I just finished watching an interesting interview with Professor Reza Aslan who says that religion is basically a coded language of symbols and metaphors that provide ‘a language’ which allows someone to ‘express the inexpressible’.
You can watch the video for yourself at the bottom of this post.
Anyhow, the host of the interview (Cenk Uygur of The Young Turks) asks a poignant question about why someone would choose to use symbols and metaphors that are both untrue and violent in nature.
Reza’s answer was less than satisfying. Instead of answering the question directly, he asks Cenk why he chooses to use English. He goes on to point out that language is just a way of passing on a message using symbols like religion. Religion (he says) is the language religious people use to pass on their messages of faith etc. He then gives an example of a Christian saying to another Christian that they’ve been ‘washed in the blood of the lamb’. The Christian would know what the other person was saying because they’re using Christian symbols and metaphors, while a practitioner of Judaism wouldn’t know what they were talking about.
Alright, so there is the groundwork to their discussion . Now I’m going to tell you why I think Reza’s comparison to language is a side-step of the issue.
English can be used to construct a metaphor, but it isn’t one by itself. Any language can be used to construct a metaphor, but it isn’t one by itself. I am using English to construct this blog post, but those words – each by itself – does not constitute a blog post.

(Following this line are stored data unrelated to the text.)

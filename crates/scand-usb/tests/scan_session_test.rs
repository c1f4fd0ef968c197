//! End-to-end scans against simulated CardScan devices
//!
//! Every test builds a backend on a mock transport and drives it only
//! through the public `ScanBackend`/`ScanDevice` API.

use std::io::Write;
use std::sync::Arc;
use std::time::{Duration, Instant};

use pretty_assertions::assert_eq;
use rstest::rstest;
use scand_core::{ChangeFlags, FrameFormat, OptionValue, ScanBackend, ScanDevice, ScanError, ScanStatus};
use scand_usb::config::{AcquisitionConfig, MockConfig, MockDeviceConfig, RetryConfig};
use scand_usb::profile::cardscan::PIXELS_PER_LINE;
use scand_usb::transport::mock::{MockDevice, MockTransport};
use scand_usb::{BackendConfig, TransportConfig, UsbScanBackend};
use tokio_test::{assert_err, assert_ok};

const DEVICE: &str = "mock:001:002";

// =============================================================================
// Fixture
// =============================================================================

struct Harness {
    backend: UsbScanBackend,
    transport: Arc<MockTransport>,
}

impl Harness {
    fn new(device: MockDeviceConfig) -> Self {
        Self::with_config(device, BackendConfig::default())
    }

    fn with_config(device: MockDeviceConfig, mut config: BackendConfig) -> Self {
        let mock = MockConfig {
            latency_ms: 0,
            devices: vec![device],
        };
        config.warm_up = RetryConfig {
            max_attempts: 10,
            backoff_ms: 0,
        };
        let transport = Arc::new(MockTransport::new(&mock));
        config.transport = TransportConfig::Mock(mock);
        let backend = UsbScanBackend::with_transport(config, transport.clone());
        Self { backend, transport }
    }

    fn device(&self) -> Arc<MockDevice> {
        self.transport.device(DEVICE).unwrap()
    }

    async fn open(&self) -> Box<dyn ScanDevice> {
        self.backend.list_devices().await.unwrap();
        self.backend.open(DEVICE).await.unwrap()
    }

    /// Expected output sample for gray pixel `x` of scanline `y`
    fn gray(&self, x: usize, y: usize) -> u8 {
        let raw = self.device().raw_sample(0, x, y);
        ((raw - 0x10) as u32 * 255 / 0xe0) as u8
    }
}

/// Read until `Eof`, `chunk` bytes at a time
async fn read_page(device: &mut Box<dyn ScanDevice>, chunk: usize) -> Vec<u8> {
    let mut page = Vec::new();
    loop {
        match device.read(chunk).await {
            Ok(bytes) => {
                assert!(bytes.len() <= chunk);
                page.extend_from_slice(&bytes);
            }
            Err(ScanError::Eof) => return page,
            Err(e) => panic!("read failed: {}", e),
        }
    }
}

async fn set(device: &mut Box<dyn ScanDevice>, name: &str, value: OptionValue) -> ChangeFlags {
    let id = device.find_option(name).unwrap();
    device.set_option(id, value).await.unwrap().flags
}

// =============================================================================
// Warm-up and cancellation
// =============================================================================

#[tokio::test]
async fn test_cold_lamp_gives_up_after_ten_polls() {
    let harness = Harness::new(MockDeviceConfig {
        cold_polls: 1000,
        ..Default::default()
    });
    let mut device = harness.open().await;

    let err = assert_err!(device.start().await);
    assert_eq!(err.status(), ScanStatus::DeviceBusy);
    assert_eq!(harness.device().warm_up_polls(), 10);
    assert_eq!(harness.device().block_requests(), 0);
}

#[tokio::test]
async fn test_lamp_warms_up_within_bound() {
    let harness = Harness::new(MockDeviceConfig {
        cold_polls: 3,
        ..Default::default()
    });
    let mut device = harness.open().await;
    assert_ok!(device.start().await);
    assert_eq!(harness.device().warm_up_polls(), 4);
}

#[tokio::test]
async fn test_cancel_during_fill() {
    // idle waits long enough that only the cancel can end the read
    let config = BackendConfig {
        idle: RetryConfig {
            max_attempts: 100_000,
            backoff_ms: 10,
        },
        ..Default::default()
    };
    let harness = Harness::with_config(
        MockDeviceConfig {
            not_ready_blocks: 100_000,
            ..Default::default()
        },
        config,
    );
    let mut device = harness.open().await;
    assert_ok!(device.start().await);

    let handle = device.cancel_handle();
    let canceller = tokio::spawn(async move {
        tokio::time::sleep(Duration::from_millis(30)).await;
        handle.cancel();
    });

    let started = Instant::now();
    let err = assert_err!(device.read(4096).await);
    assert_eq!(err.status(), ScanStatus::Cancelled);
    assert!(started.elapsed() < Duration::from_secs(2));
    canceller.await.unwrap();

    let requests = harness.device().block_requests();
    assert_eq!(assert_err!(device.read(4096).await).status(), ScanStatus::Cancelled);
    assert_eq!(harness.device().block_requests(), requests);
}

#[tokio::test]
async fn test_start_while_started() {
    let harness = Harness::new(MockDeviceConfig::default());
    let mut device = harness.open().await;
    assert_ok!(device.start().await);
    assert_ok!(device.read(10).await);

    let err = assert_err!(device.start().await);
    assert_eq!(err.status(), ScanStatus::Cancelled);
    assert_eq!(assert_err!(device.read(10).await).status(), ScanStatus::Cancelled);
    assert_ok!(device.start().await);
}

// =============================================================================
// Data path
// =============================================================================

#[tokio::test]
async fn test_mode_switch_scenario() {
    let harness = Harness::new(MockDeviceConfig::default());
    let mut device = harness.open().await;

    let gray = device.get_parameters().unwrap();
    assert_eq!(gray.format, FrameFormat::Gray);
    assert_eq!(gray.bytes_per_line, PIXELS_PER_LINE);

    let flags = set(&mut device, "mode", "Color".into()).await;
    assert!(flags.contains(ChangeFlags::RELOAD_PARAMS));
    let color = device.get_parameters().unwrap();
    assert_eq!(color.format, FrameFormat::Rgb);
    assert_eq!(color.bytes_per_line, gray.bytes_per_line * 3);

    set(&mut device, "br-y", OptionValue::Int(3)).await;
    assert_ok!(device.start().await);
    assert_eq!(device.get_parameters().unwrap(), color);
    let page = read_page(&mut device, 10_000).await;
    assert_eq!(page.len(), 3 * color.bytes_per_line);
}

#[tokio::test]
async fn test_end_of_page_then_next_page() {
    let harness = Harness::new(MockDeviceConfig {
        page_lines: 8,
        ..Default::default()
    });
    let mut device = harness.open().await;
    let estimate = device.get_parameters().unwrap();

    assert_ok!(device.start().await);
    let page = read_page(&mut device, 65_536).await;
    // one block with paper, then blocks until 210 paper-less lines
    let lines = 16 + 210usize.div_ceil(16) * 16;
    assert_eq!(page.len(), lines * PIXELS_PER_LINE);
    assert_eq!(harness.device().power_downs(), 5);
    assert_eq!(assert_err!(device.read(1).await).status(), ScanStatus::Cancelled);

    assert_eq!(device.get_parameters().unwrap(), estimate);
    assert_ok!(device.start().await);
    let second = read_page(&mut device, 65_536).await;
    assert_eq!(second, page);
}

#[tokio::test]
async fn test_reassembly_with_chunked_device() {
    let harness = Harness::new(MockDeviceConfig {
        chunk_bytes: Some(1000),
        ..Default::default()
    });
    let mut device = harness.open().await;
    set(&mut device, "br-y", OptionValue::Int(5)).await;
    set(&mut device, "tl-x", OptionValue::Int(200)).await;
    set(&mut device, "br-x", OptionValue::Int(1000)).await;

    assert_ok!(device.start().await);
    let page = read_page(&mut device, 777).await;
    assert_eq!(page.len(), 5 * 800);
    for y in 0..5 {
        for x in [200, 207, 208, 600, 999] {
            assert_eq!(page[y * 800 + x - 200], harness.gray(x, y), "line {} pixel {}", y, x);
        }
    }
}

#[rstest]
#[case(1)]
#[case(100)]
#[case(1208)]
#[case(5000)]
#[tokio::test]
async fn test_read_sizes_deliver_same_page(#[case] chunk: usize) {
    let harness = Harness::new(MockDeviceConfig::default());
    let mut device = harness.open().await;
    set(&mut device, "br-y", OptionValue::Int(20)).await;
    assert_ok!(device.start().await);

    let page = read_page(&mut device, chunk).await;
    assert_eq!(page.len(), 20 * PIXELS_PER_LINE);
    assert_eq!(page[19 * PIXELS_PER_LINE + 3], harness.gray(3, 19));
}

#[tokio::test]
async fn test_lineart_page() {
    let harness = Harness::new(MockDeviceConfig::default());
    let mut device = harness.open().await;
    set(&mut device, "mode", "Lineart".into()).await;
    set(&mut device, "br-y", OptionValue::Int(2)).await;
    let params = device.get_parameters().unwrap();
    assert_eq!(params.depth, 1);

    assert_ok!(device.start().await);
    let page = read_page(&mut device, 4096).await;
    assert_eq!(page.len(), 2 * params.bytes_per_line);

    let black = harness.gray(0, 0) < 128;
    assert_eq!(page[0] & 0x80 != 0, black);
}

// =============================================================================
// Worker mode
// =============================================================================

#[tokio::test]
async fn test_worker_mode_non_blocking_reads() {
    let mut config = BackendConfig::default();
    config.acquisition = AcquisitionConfig {
        worker: true,
        channel_depth: 2,
    };
    let harness = Harness::with_config(
        MockDeviceConfig {
            chunk_bytes: Some(3000),
            ..Default::default()
        },
        config,
    );
    let mut device = harness.open().await;
    set(&mut device, "br-y", OptionValue::Int(12)).await;
    assert_ok!(device.set_io_mode(true).await);
    assert_ok!(device.start().await);

    let mut page = Vec::new();
    let mut empty_reads = 0;
    loop {
        match device.read(2048).await {
            Ok(bytes) if bytes.is_empty() => {
                empty_reads += 1;
                tokio::time::sleep(Duration::from_millis(1)).await;
            }
            Ok(bytes) => page.extend_from_slice(&bytes),
            Err(ScanError::Eof) => break,
            Err(e) => panic!("read failed: {}", e),
        }
        assert!(empty_reads < 10_000, "worker never delivered");
    }
    assert_eq!(page.len(), 12 * PIXELS_PER_LINE);
    assert_eq!(page[11 * PIXELS_PER_LINE], harness.gray(0, 11));
}

#[tokio::test]
async fn test_worker_mode_blocking_reads_and_cancel() {
    let mut config = BackendConfig::default();
    config.acquisition.worker = true;
    let harness = Harness::with_config(MockDeviceConfig::default(), config);
    let mut device = harness.open().await;

    assert_ok!(device.start().await);
    let first = assert_ok!(device.read(100).await);
    assert_eq!(first.len(), 100);
    device.cancel().await;
    assert_eq!(assert_err!(device.read(100).await).status(), ScanStatus::Cancelled);

    // the worker has let go of the device
    assert_ok!(device.start().await);
    assert_ok!(device.read(100).await);
}

// =============================================================================
// Lifecycle
// =============================================================================

#[tokio::test]
async fn test_double_close() {
    let harness = Harness::new(MockDeviceConfig::default());
    let mut device = harness.open().await;
    assert_ok!(device.start().await);
    assert_ok!(device.close().await);
    assert_ok!(device.close().await);
    assert!(!harness.device().is_open());
    assert_eq!(assert_err!(device.read(1).await).status(), ScanStatus::Invalid);
    assert!(device.describe_option(scand_core::OptionId::COUNT).is_none());
}

#[tokio::test]
async fn test_exclusive_open() {
    let harness = Harness::new(MockDeviceConfig::default());
    let mut first = harness.open().await;
    let err = assert_err!(harness.backend.open(DEVICE).await);
    assert_eq!(err.status(), ScanStatus::DeviceBusy);

    // listing while open keeps the device
    assert_eq!(harness.backend.list_devices().await.unwrap().len(), 1);

    assert_ok!(first.close().await);
    let mut second = assert_ok!(harness.backend.open("").await);
    assert_ok!(second.close().await);
}

#[tokio::test]
async fn test_device_config_file() {
    let mut file = tempfile::NamedTempFile::new().unwrap();
    writeln!(file, "# no calibration buffer on this unit").unwrap();
    writeln!(file, "has_cal_buffer 0").unwrap();
    writeln!(file, "lines_per_block 4").unwrap();
    writeln!(file, "usb 0x08f0 0x0005").unwrap();

    let config = BackendConfig {
        device_config: Some(file.path().to_path_buf()),
        ..Default::default()
    };
    let harness = Harness::with_config(MockDeviceConfig::default(), config);
    let devices = harness.backend.list_devices().await.unwrap();
    assert_eq!(devices.len(), 1);
    assert!(harness.backend.registry().find(DEVICE).unwrap().calibration.is_none());

    let mut device = harness.backend.open(DEVICE).await.unwrap();
    let block_lines = device.find_option("block-lines").unwrap();
    assert_eq!(device.get_option(block_lines).await.unwrap(), OptionValue::Int(4));

    set(&mut device, "br-y", OptionValue::Int(4)).await;
    assert_ok!(device.start().await);
    assert_eq!(read_page(&mut device, 8192).await.len(), 4 * PIXELS_PER_LINE);
}

#[tokio::test]
async fn test_unplugged_device_fails_read() {
    let harness = Harness::new(MockDeviceConfig::default());
    let mut device = harness.open().await;
    assert_ok!(device.start().await);
    harness.device().unplug();

    let err = assert_err!(device.read(100).await);
    assert_eq!(err.status(), ScanStatus::IoError);
    assert!(harness.backend.list_devices().await.unwrap().is_empty());
}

English doesn’t tell people what to believe, how to believe it or what is true about the nature of reality and what isn’t. Religion often attempts to do that using English or language of any kind.
Cenk’s point is well made – why use those metaphors and symbols if you know they aren’t true and contain many violent passages?
Even if you are merely using your religion as a way of passing on ideas and information, why not use language that doesn’t contain mythology and violence?
And what exactly is Reza refferring to as ‘inexpressible’? If it can’t be expressed, then religion wouldn’t be able to express it either, yet he is implying that it is the only medium able to do so. So is it expressible or inexpressible?
If it’s expressible using one medium or set of symbols, ideas and metaphors, then surely the same ideas can be expressed using language that doesn’t contain falsities and violence. In fact, aren’t there lots of religions, all with their own set of symbols and metaphors, that all try to express the inexpressible?
When something contains ideas, metaphors and claims that can be shown to be factually untrue, and that contain violence, I have no problem calling it what I believe it to be – a bad idea that needs to be challenged.
That goes for any religion, idea, political opinion etc that I might come across.
And furthermore, if these religious messages are merely metaphor, why do so many religious people consistently believe them to be literally true? Why do these beliefs constantly show up when people want to craft public policy?
In most countries surveyed, majorities of Muslim women as well as men agree that a wife is always obliged to obey her husband. Indeed, more than nine-in-ten Muslims in Iraq (92%), Morocco (92%), Tunisia (93%), Indonesia (93%), Afghanistan (94%) and Malaysia (96%) express this view. At the same time, majorities in many countries surveyed say a woman should be able to decide for herself whether to wear a veil.
The percentage of Muslims who say they want sharia to be “the official law of the land” varies widely around the world, from fewer than one-in-ten in Azerbaijan (8%) to near unanimity in Afghanistan (99%). But solid majorities in most of the countries surveyed across the Middle East and North Africa, sub-Saharan Africa, South Asia and Southeast Asia favor the establishment of sharia, including 71% of Muslims in Nigeria, 72% in Indonesia, 74% in Egypt and 89% in the Palestinian territories.
And if you’re talking about the metaphorical symbols of Christianity:
By the year 2050, 41% of Americans believe that Jesus Christ definitely (23%) or probably (18%) will have returned to earth.
Of course there are Christians, Muslims etc that view their religion as being untrue and just a language for faith, but the question still stands – why use such violent, archaic language to express that faith, when you know it’s patently untrue?
Wouldn’t it be better to use language that is more accurate and less violent?
Tell me what you think, dear reader.